Most people buy for stability and schools for kids not tax deductions. Most people I know were firmly in the “renting is better”camp until they had a child. Then they quickly became buyers.
You’ve used itemized… $10k for SALT and $40k for Mortgage Interest… I used $24k standard deduction.
Latest combined version allows mortgage interest deduction of old mortgage… so can itemize.
Not even sure we are talking about the same thing. If you’re talking about my 2nd sentence of my previous post, not talking about tax reform. Didn’t realize I have a fairly tax situation.
Not supposed to be here. I was replying to current tax amount versus proposed tax amount using the web site for calculation. My current is only off by less than $200 and I’ve been using turbotax since it’s inception.
Are you saying you’ve a tax savings of $200?
My situation is:
My actual tax paid last year is much less than that computed by the web site. This is what I’m trying to figure out. And the difference is not due to the computation of the fed tax. Is because the web site is too simple for computing California tax rules. I am trying to figure out how to compute tax under the California tax system… seems a lot more complicated than the fed tax system.
The current tax liability as computed by the web site is identical to that computed using my spreadsheet.
No or positive impact?
Current primary residence home owners with an existing mortgage - Happy with tax savings.
Aspiring primary residence home owners who are current renters and want to use mortgage - Very unhappy because of less disposable income.
How do you feel people with this purchase price react after tax reform in place?
They still get to deduct interest up to $750k loan. That should cover $1M purchase price with 25% down. The property tax will hit the SALT limit, so they won’t be able to deduct state income tax.
The web site says I pay $200 more with the new tax bill. I also did a rough calc on my own and came up with around $200 using 2016 numbers as well.
I’ll join the chorus that say it’s time to get married
Above table seems to have used property tax deduction of $10k but no mortgage interest deduction. Shouldn’t the table be constructed using standard deduction of $24k?
So every $200k-$1M household income BA primary home owners with a mortgage would be happy since all have tax savings i.e. dougz’s claim is wrong.
Itemized $10k for SALT and $40k for Mortgage Interest of existing mortgage
Standard deduction $24k
Jumped with joy?
This table is for people with mortgage higher than $14k and thus do itemized deduction even after reform.

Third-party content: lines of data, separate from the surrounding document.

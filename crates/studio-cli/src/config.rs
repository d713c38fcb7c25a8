//! # Configuration
//!
//! Three layers, lowest to highest precedence:
//!
//! 1. built-in defaults ([`PartialConfig::defaults`]);
//! 2. a configuration file (`trpcStudio.config.json`, `.json5` or `.jsonc`
//!    in the working directory, or the file named by `--config`);
//! 3. command-line arguments ([`ConfigArgs`]).
//!
//! The merged [`PartialConfig`] is validated into a [`StudioConfig`]. Every
//! problem is collected so the user sees them all at once.
//!
//! A configuration file that is missing, unreadable or invalid never stops
//! startup on its own; the outcome is kept as a [`FileOutcome`] and logged
//! once logging is up.

use std::fmt;
use std::fs;
use std::path::{Path, PathBuf};
use std::time::Duration;

use clap::Args;
use serde::Deserialize;
use thiserror::Error;
use url::Url;

use crate::logging::LogLevel;

/// File names searched for, in order.
pub const CONFIG_FILE_NAMES: &[&str] = &[
    "trpcStudio.config.json",
    "trpcStudio.config.json5",
    "trpcStudio.config.jsonc",
];

/// Router module extensions accepted for `routerPath`.
pub const ROUTER_EXTENSIONS: &[&str] = &[
    ".ts", ".js", ".mjs", ".cjs", ".mts", ".cts", ".json", ".json5", ".jsonc",
];

pub const DEFAULT_HOST: &str = "127.0.0.1";
pub const DEFAULT_PORT: u16 = 3000;
pub const DEFAULT_REQUEST_TIMEOUT_SECS: u64 = 30;

// ── Command-line layer ──────────────────────────────────────────────

/// Options shared by every subcommand.
#[derive(Args, Debug, Clone, Default)]
pub struct ConfigArgs {
    /// Path to the file to import the tRPC router from.
    #[arg(short = 'p', long, alias = "routerPath", global = true)]
    pub router_path: Option<PathBuf>,

    /// Endpoint that handles the tRPC requests.
    #[arg(short = 'e', long, alias = "trpcEndpoint", global = true)]
    pub trpc_endpoint: Option<String>,

    /// Address to bind the studio server to.
    #[arg(long, global = true)]
    pub host: Option<String>,

    /// Port to bind the studio server to.
    #[arg(long, global = true)]
    pub port: Option<u16>,

    /// Timeout for each relayed call, in seconds.
    #[arg(long, global = true)]
    pub request_timeout_secs: Option<u64>,

    /// Configuration file to use instead of searching the working directory.
    #[arg(long, global = true)]
    pub config: Option<PathBuf>,

    /// Run with verbose logging.
    #[arg(short, long, global = true)]
    pub verbose: bool,

    /// Run with debug logging.
    #[arg(long, global = true)]
    pub debug: bool,

    /// Run with no logging.
    #[arg(long, global = true)]
    pub silent: bool,
}

impl ConfigArgs {
    /// The values given on the command line. Flags that were not passed
    /// stay unset so they do not mask the file.
    pub fn to_partial(&self) -> PartialConfig {
        PartialConfig {
            router_path: self.router_path.clone(),
            trpc_endpoint: self.trpc_endpoint.clone(),
            host: self.host.clone(),
            port: self.port,
            request_timeout_secs: self.request_timeout_secs,
            verbose: self.verbose.then_some(true),
            debug: self.debug.then_some(true),
            silent: self.silent.then_some(true),
        }
    }
}

// ── Unvalidated configuration ───────────────────────────────────────

/// Configuration as read from one source; any key may be missing.
#[derive(Debug, Clone, Default, PartialEq, Deserialize)]
#[serde(rename_all = "camelCase")]
pub struct PartialConfig {
    pub router_path: Option<PathBuf>,
    pub trpc_endpoint: Option<String>,
    pub host: Option<String>,
    pub port: Option<u16>,
    pub request_timeout_secs: Option<u64>,
    pub verbose: Option<bool>,
    pub debug: Option<bool>,
    pub silent: Option<bool>,
}

impl PartialConfig {
    pub fn defaults() -> Self {
        Self {
            host: Some(DEFAULT_HOST.to_string()),
            port: Some(DEFAULT_PORT),
            request_timeout_secs: Some(DEFAULT_REQUEST_TIMEOUT_SECS),
            ..Self::default()
        }
    }

    /// Layer `over` on top of `self`; keys set in `over` win.
    pub fn merge(self, over: PartialConfig) -> Self {
        Self {
            router_path: over.router_path.or(self.router_path),
            trpc_endpoint: over.trpc_endpoint.or(self.trpc_endpoint),
            host: over.host.or(self.host),
            port: over.port.or(self.port),
            request_timeout_secs: over.request_timeout_secs.or(self.request_timeout_secs),
            verbose: over.verbose.or(self.verbose),
            debug: over.debug.or(self.debug),
            silent: over.silent.or(self.silent),
        }
    }

    /// `verbose` beats `debug`, which beats `silent`.
    pub fn log_level(&self) -> LogLevel {
        if self.verbose == Some(true) {
            LogLevel::Trace
        } else if self.debug == Some(true) {
            LogLevel::Debug
        } else if self.silent == Some(true) {
            LogLevel::Off
        } else {
            LogLevel::Info
        }
    }

    /// Validate everything `serve` needs. Relative paths resolve against `cwd`.
    pub fn validate(&self, cwd: &Path) -> Result<StudioConfig, ConfigError> {
        let mut issues = Vec::new();
        let router_path = check_router_path(self.router_path.as_deref(), cwd, &mut issues);
        let trpc_endpoint = check_endpoint(self.trpc_endpoint.as_deref(), &mut issues);

        let request_timeout_secs = self
            .request_timeout_secs
            .unwrap_or(DEFAULT_REQUEST_TIMEOUT_SECS);
        if request_timeout_secs == 0 {
            issues.push(ConfigIssue::new(
                "requestTimeoutSecs",
                "Number must be greater than 0",
            ));
        }

        match (router_path, trpc_endpoint) {
            (Some(router_path), Some(trpc_endpoint)) if issues.is_empty() => Ok(StudioConfig {
                router_path,
                trpc_endpoint,
                host: self.host.clone().unwrap_or_else(|| DEFAULT_HOST.to_string()),
                port: self.port.unwrap_or(DEFAULT_PORT),
                request_timeout: Duration::from_secs(request_timeout_secs),
                log_level: self.log_level(),
            }),
            _ => Err(ConfigError { issues }),
        }
    }

    /// Validate only the router path, for commands that never call the
    /// endpoint.
    pub fn validate_router_path(&self, cwd: &Path) -> Result<PathBuf, ConfigError> {
        let mut issues = Vec::new();
        check_router_path(self.router_path.as_deref(), cwd, &mut issues)
            .ok_or(ConfigError { issues })
    }
}

fn check_router_path(
    raw: Option<&Path>,
    cwd: &Path,
    issues: &mut Vec<ConfigIssue>,
) -> Option<PathBuf> {
    let Some(raw) = raw else {
        issues.push(ConfigIssue::new("routerPath", "Required"));
        return None;
    };

    let name = raw.to_string_lossy();
    if !ROUTER_EXTENSIONS.iter().any(|ext| name.ends_with(ext)) {
        issues.push(ConfigIssue::new(
            "routerPath",
            format!(
                "Only {} files are supported",
                ROUTER_EXTENSIONS.join(", ")
            ),
        ));
        return None;
    }

    let resolved = cwd.join(raw);
    if !resolved.exists() {
        issues.push(ConfigIssue::new("routerPath", "File does not exist"));
        return None;
    }
    Some(resolved)
}

fn check_endpoint(raw: Option<&str>, issues: &mut Vec<ConfigIssue>) -> Option<Url> {
    let Some(raw) = raw else {
        issues.push(ConfigIssue::new("trpcEndpoint", "Required"));
        return None;
    };

    let url = match Url::parse(raw.trim_end_matches('/')) {
        Ok(url) => url,
        Err(_) => {
            issues.push(ConfigIssue::new("trpcEndpoint", "Invalid URL"));
            return None;
        }
    };
    if !matches!(url.scheme(), "http" | "https") {
        issues.push(ConfigIssue::new(
            "trpcEndpoint",
            "Endpoint must start with 'http' or 'https'",
        ));
        return None;
    }
    Some(url)
}

// ── Validated configuration ─────────────────────────────────────────

/// Configuration for `serve`, fully resolved.
#[derive(Debug, Clone, PartialEq)]
pub struct StudioConfig {
    /// Absolute path of the router module.
    pub router_path: PathBuf,
    pub trpc_endpoint: Url,
    pub host: String,
    pub port: u16,
    pub request_timeout: Duration,
    pub log_level: LogLevel,
}

/// One rejected configuration key.
#[derive(Debug, Clone, PartialEq, Eq)]
pub struct ConfigIssue {
    pub key: &'static str,
    pub message: String,
}

impl ConfigIssue {
    fn new(key: &'static str, message: impl Into<String>) -> Self {
        Self {
            key,
            message: message.into(),
        }
    }
}

impl fmt::Display for ConfigIssue {
    fn fmt(&self, f: &mut fmt::Formatter<'_>) -> fmt::Result {
        write!(f, "{} at \"{}\"", self.message, self.key)
    }
}

#[derive(Debug, Error)]
#[error("Invalid configuration:\n{}", render_issues(.issues))]
pub struct ConfigError {
    pub issues: Vec<ConfigIssue>,
}

fn render_issues(issues: &[ConfigIssue]) -> String {
    issues
        .iter()
        .map(ToString::to_string)
        .collect::<Vec<_>>()
        .join("\n")
}

// ── File layer ──────────────────────────────────────────────────────

/// What happened when looking for a configuration file.
#[derive(Debug)]
pub enum FileOutcome {
    Loaded(PathBuf),
    NotFound,
    /// The file exists but could not be used; its contents are ignored.
    Invalid { path: PathBuf, reason: String },
}

impl FileOutcome {
    /// Log the outcome. Called after logging is initialized.
    pub fn report(&self) {
        match self {
            Self::Loaded(path) => {
                tracing::info!("Loaded configuration from {}", path.display());
            }
            Self::NotFound => tracing::info!("No configuration file found"),
            Self::Invalid { path, reason } => {
                tracing::error!(
                    "Error while loading configuration file {}: {reason}",
                    path.display()
                );
            }
        }
    }
}

/// Find the configuration file: `explicit` if given, otherwise the first
/// of [`CONFIG_FILE_NAMES`] present in `dir`.
pub fn find_config_file(explicit: Option<&Path>, dir: &Path) -> Option<PathBuf> {
    match explicit {
        Some(path) => Some(dir.join(path)),
        None => CONFIG_FILE_NAMES
            .iter()
            .map(|name| dir.join(name))
            .find(|path| path.is_file()),
    }
}

/// Read the configuration file layer. Never fails.
pub fn load_file(explicit: Option<&Path>, dir: &Path) -> (PartialConfig, FileOutcome) {
    let Some(path) = find_config_file(explicit, dir) else {
        return (PartialConfig::default(), FileOutcome::NotFound);
    };

    let parsed = fs::read_to_string(&path)
        .map_err(|e| e.to_string())
        .and_then(|text| json5::from_str::<PartialConfig>(&text).map_err(|e| e.to_string()));
    match parsed {
        Ok(config) => (config, FileOutcome::Loaded(path)),
        Err(reason) => (PartialConfig::default(), FileOutcome::Invalid { path, reason }),
    }
}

Now that mortgage deduction is applicable for both AMT and reform (at least for existing home owners. For new home owners, they have not deducted their mortgages so far any way), income in my table really means “AGI-mortgage”. I assumed this to simplify the calculation.
See that Condo buyers, joint filing, may not get tax break as standard deduction are better for them.

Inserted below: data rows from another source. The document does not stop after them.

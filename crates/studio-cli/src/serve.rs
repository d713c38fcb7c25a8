//! # Serve Subcommand
//!
//! Startup is sequential: discover the router, build the catalog, build
//! the relay client with the router's transformer, bind, serve. Any
//! failure before the listener is bound aborts startup.

use anyhow::{Context, Result};
use tokio::net::TcpListener;

use studio_api::state::AppState;
use studio_relay::{ExecutionRelay, HttpRpcClient, HttpRpcConfig};

use crate::config::StudioConfig;
use crate::discover_router;

/// Execute the serve subcommand. Returns once the server has shut down.
pub async fn run_serve(config: &StudioConfig) -> Result<u8> {
    let discovered = discover_router(&config.router_path).await?;
    tracing::info!(
        router = %discovered.router.name,
        procedures = discovered.catalog.len(),
        transformer = %discovered.router.transformer,
        "router discovered"
    );

    let client_config = HttpRpcConfig::new(config.trpc_endpoint.clone())
        .with_transformer(discovered.router.transformer)
        .with_timeout(config.request_timeout);
    let client = HttpRpcClient::new(client_config).context("failed to build the tRPC client")?;
    let state = AppState::new(discovered.catalog, ExecutionRelay::new(client));

    let listener = TcpListener::bind((config.host.as_str(), config.port))
        .await
        .with_context(|| format!("failed to bind {}:{}", config.host, config.port))?;
    tracing::info!(endpoint = %config.trpc_endpoint, "relaying executions");

    studio_api::serve(listener, state, shutdown_signal())
        .await
        .context("server error")?;
    tracing::info!("studio stopped");
    Ok(0)
}

async fn shutdown_signal() {
    if let Err(e) = tokio::signal::ctrl_c().await {
        tracing::error!("failed to listen for shutdown signal: {e}");
        std::future::pending::<()>().await;
    }
    tracing::info!("shutdown signal received");
}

With 750k ceiling, max benefit people can claim itemized is appx $40000 (10k property tax and 30k mortgage interest) while standard deduction is 24k.
The max benefit is appx 16k difference. It encourages cash purchases or claim standard deduction.

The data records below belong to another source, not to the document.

use deadpool_postgres::GenericClient;
use tracing::{info, instrument};
use ulid::Ulid;

use crate::api::{User, UserCreate, UserResponse};
use crate::db::util::{TimedClientExt, count_to_u32};
use crate::db::{PgPool, db_error, is_unique_violation};

db_error!(UserStorageError {
    #[error("email already registered: {0}")]
    EmailTaken(String),
    #[error("user not found: {0}")]
    UserNotFound(String),
    #[error("a user cannot connect to themselves")]
    SelfConnection,
});

const USER_DETAIL_SQL: &str = "SELECT u.user_id, u.name, u.email, u.title, u.location, u.bio,
        e.company_name AS company,
        COALESCE((SELECT array_agg(us.skill_name ORDER BY us.skill_name)
                  FROM sn.user_skills us WHERE us.user_id = u.user_id), '{}') AS skills,
        COALESCE((SELECT array_agg(k.dst ORDER BY k.dst)
                  FROM sn.knows k WHERE k.src = u.user_id), '{}') AS connections
 FROM sn.users u
 LEFT JOIN sn.employment e ON e.user_id = u.user_id
 WHERE u.user_id = $1";

async fn load_user(
    client: &impl GenericClient,
    user_id: &str,
) -> Result<Option<UserResponse>, tokio_postgres::Error> {
    let row = client
        .timed_query_opt(USER_DETAIL_SQL, &[&user_id], "load_user")
        .await?;

    Ok(row.map(|row| UserResponse {
        user_id: row.get("user_id"),
        name: row.get("name"),
        email: row.get("email"),
        title: row.get("title"),
        location: row.get("location"),
        bio: row.get("bio"),
        skills: row.get("skills"),
        company: row.get("company"),
        connections: row.get("connections"),
    }))
}

/// Insert a user with its skills and employer in one transaction. Missing
/// skills and companies are created on the fly.
#[instrument(skip(pool, input), fields(email = %input.email))]
pub async fn insert_user(pool: &PgPool, input: &UserCreate) -> Result<UserResponse, UserStorageError> {
    let mut client = pool.get().await?;
    let tx = client.transaction().await?;
    let user_id = Ulid::new().to_string();

    let inserted = tx
        .timed_execute(
            "INSERT INTO sn.users (user_id, name, email, title, location, bio)
             VALUES ($1, $2, $3, $4, $5, $6)",
            &[
                &user_id,
                &input.name,
                &input.email,
                &input.title,
                &input.location,
                &input.bio,
            ],
            "insert_user",
        )
        .await;
    match inserted {
        Err(err) if is_unique_violation(&err) => {
            return Err(UserStorageError::EmailTaken(input.email.clone()));
        }
        other => other?,
    };

    if !input.skills.is_empty() {
        tx.timed_execute(
            "INSERT INTO sn.skills (name) SELECT UNNEST($1::text[]) ON CONFLICT (name) DO NOTHING",
            &[&input.skills],
            "insert_user_skills_catalogue",
        )
        .await?;
        tx.timed_execute(
            "INSERT INTO sn.user_skills (user_id, skill_name)
             SELECT $1, UNNEST($2::text[])
             ON CONFLICT DO NOTHING",
            &[&user_id, &input.skills],
            "insert_user_skills",
        )
        .await?;
    }

    if let Some(company) = &input.company {
        tx.timed_execute(
            "INSERT INTO sn.companies (name) VALUES ($1) ON CONFLICT (name) DO NOTHING",
            &[company],
            "insert_user_company",
        )
        .await?;
        tx.timed_execute(
            "INSERT INTO sn.employment (user_id, company_name) VALUES ($1, $2)",
            &[&user_id, company],
            "insert_user_employment",
        )
        .await?;
    }

    let created = load_user(&tx, &user_id).await?;
    tx.commit().await?;

    info!(user_id = %user_id, "created user");
    created.ok_or(UserStorageError::UserNotFound(user_id))
}

#[instrument(skip(pool))]
pub async fn fetch_user(pool: &PgPool, user_id: &str) -> Result<Option<UserResponse>, UserStorageError> {
    let client = pool.get().await?;
    Ok(load_user(&client, user_id).await?)
}

/// Page through users ordered by name.
#[instrument(skip(pool))]
pub async fn list_users(pool: &PgPool, limit: i64, offset: i64) -> Result<Vec<User>, UserStorageError> {
    let client = pool.get().await?;
    let rows = client
        .timed_query(
            "SELECT u.user_id, u.name, u.email, u.title, u.location, u.bio,
                    (SELECT COUNT(*) FROM sn.knows k WHERE k.src = u.user_id) AS connection_count,
                    (SELECT COUNT(*) FROM sn.user_skills us WHERE us.user_id = u.user_id) AS skill_count
             FROM sn.users u
             ORDER BY u.name, u.user_id
             LIMIT $1 OFFSET $2",
            &[&limit, &offset],
            "list_users",
        )
        .await?;

    Ok(rows
        .into_iter()
        .map(|row| User {
            user_id: row.get("user_id"),
            name: row.get("name"),
            email: row.get("email"),
            title: row.get("title"),
            location: row.get("location"),
            bio: row.get("bio"),
            connection_count: count_to_u32(row.get("connection_count")),
            skill_count: count_to_u32(row.get("skill_count")),
        })
        .collect())
}

/// Create the undirected edge between two users. Returns `false` when it
/// already existed.
#[instrument(skip(pool))]
pub async fn connect_users(pool: &PgPool, user_id: &str, other_id: &str) -> Result<bool, UserStorageError> {
    if user_id == other_id {
        return Err(UserStorageError::SelfConnection);
    }

    let client = pool.get().await?;
    let ids = vec![user_id.to_string(), other_id.to_string()];
    let found: Vec<String> = client
        .timed_query(
            "SELECT user_id FROM sn.users WHERE user_id = ANY($1)",
            &[&ids],
            "connect_users_lookup",
        )
        .await?
        .into_iter()
        .map(|row| row.get("user_id"))
        .collect();
    if let Some(missing) = ids.into_iter().find(|id| !found.contains(id)) {
        return Err(UserStorageError::UserNotFound(missing));
    }

    let inserted = client
        .timed_execute(
            "INSERT INTO sn.connections (user_a, user_b)
             VALUES (LEAST($1::text, $2::text), GREATEST($1::text, $2::text))
             ON CONFLICT DO NOTHING",
            &[&user_id, &other_id],
            "connect_users",
        )
        .await?;

    Ok(inserted == 1)
}
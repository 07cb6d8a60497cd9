use axum::{
    Json,
    extract::{Query, State, rejection::QueryRejection},
};
use serde::Deserialize;
use sn_common::GraphQuery;
use sn_common::api::ShortestPath;
use tracing::debug;

use crate::SharedState;
use crate::error::ApiError;

#[derive(Debug, Default, Deserialize)]
pub struct PathParams {
    pub from: Option<String>,
    pub to: Option<String>,
}

fn required(name: &str, value: Option<String>) -> Result<String, ApiError> {
    value
        .map(|v| v.trim().to_string())
        .filter(|v| !v.is_empty())
        .ok_or_else(|| ApiError::BadRequest(format!("query parameter `{name}` is required")))
}

pub async fn shortest(
    State(state): State<SharedState>,
    params: Result<Query<PathParams>, QueryRejection>,
) -> Result<Json<ShortestPath>, ApiError> {
    let Query(params) = params?;
    let from = required("from", params.from)?;
    let to = required("to", params.to)?;

    if from == to {
        return Err(ApiError::BadRequest(
            "from and to must be different users".into(),
        ));
    }

    let nodes = state.backend.shortest_path(&from, &to).await?;
    let path = ShortestPath::from_nodes(from, to, nodes);
    debug!(exists = path.exists, hops = path.path_length, "shortest path resolved");

    Ok(Json(path))
}

#[cfg(test)]
mod tests {
    use super::*;

    #[test]
    fn blank_parameters_are_missing() {
        assert!(required("from", None).is_err());
        assert!(required("from", Some("   ".into())).is_err());
        assert_eq!(required("from", Some(" u1 ".into())).unwrap(), "u1");
    }
}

Hereafter BA homes will take absolute value growth and direct mortgage rate, but not depended on mortgage+property tax benefits.
Forever can’t buy the ideal house unless invested in bitcoin:blush or buy lesser house with cash
Thought you meant already purchased.
Thought MI for $750k is $15k-$18k.
Comparing AGI-mortgage doesn’t sound like apple to apple comparison because marginal tax rate of the earned income at which the mortgage interest can be deductible against is different, higher deduction for current tax code. The tax savings/hikes (preferred this than gain and loss) picture is quite different once you account for the mortgage interest into the computation.
Anyhoo, every households in SV with a household income of $200k-$1M (with or without an existing mortgage) would be happy since all have tax savings provided that the federal and state earned income is the same i.e. dougz’s claim is wrong.
The mortgage is attractive above 400k loan and below 750k with rates ranging from 4% to 6%(future). I am sure lot BA people will take advantage at this range with 10k property tax.
There are chances lot of condos will fall into rentals as investors buy them ,but primary seekers will avoid range under 600k.
This is good, makes it hard for marginal guys to buy expensive houses in SV.
For $1.5M house, need $750k cash 20% downpayment doesn’t work well.
Long term, more stable RE market.
Short term, may depress the price since a group of demand is removed.
90% of people will take standard deduction and not itemize. That means 90% of people could do their taxes on a post card.
Most countries have no mortgage interest tax deduction, but mortgage is used everywhere. Don’t underestimate people’s adaptability. Pretty soon, everyone will continue to get 1.6M mortgages without a blink.
It’s going to be nothing in 6 months, no one would care about it.
What percentage of people bought a house for tax deductibility? It’s a media invented myth.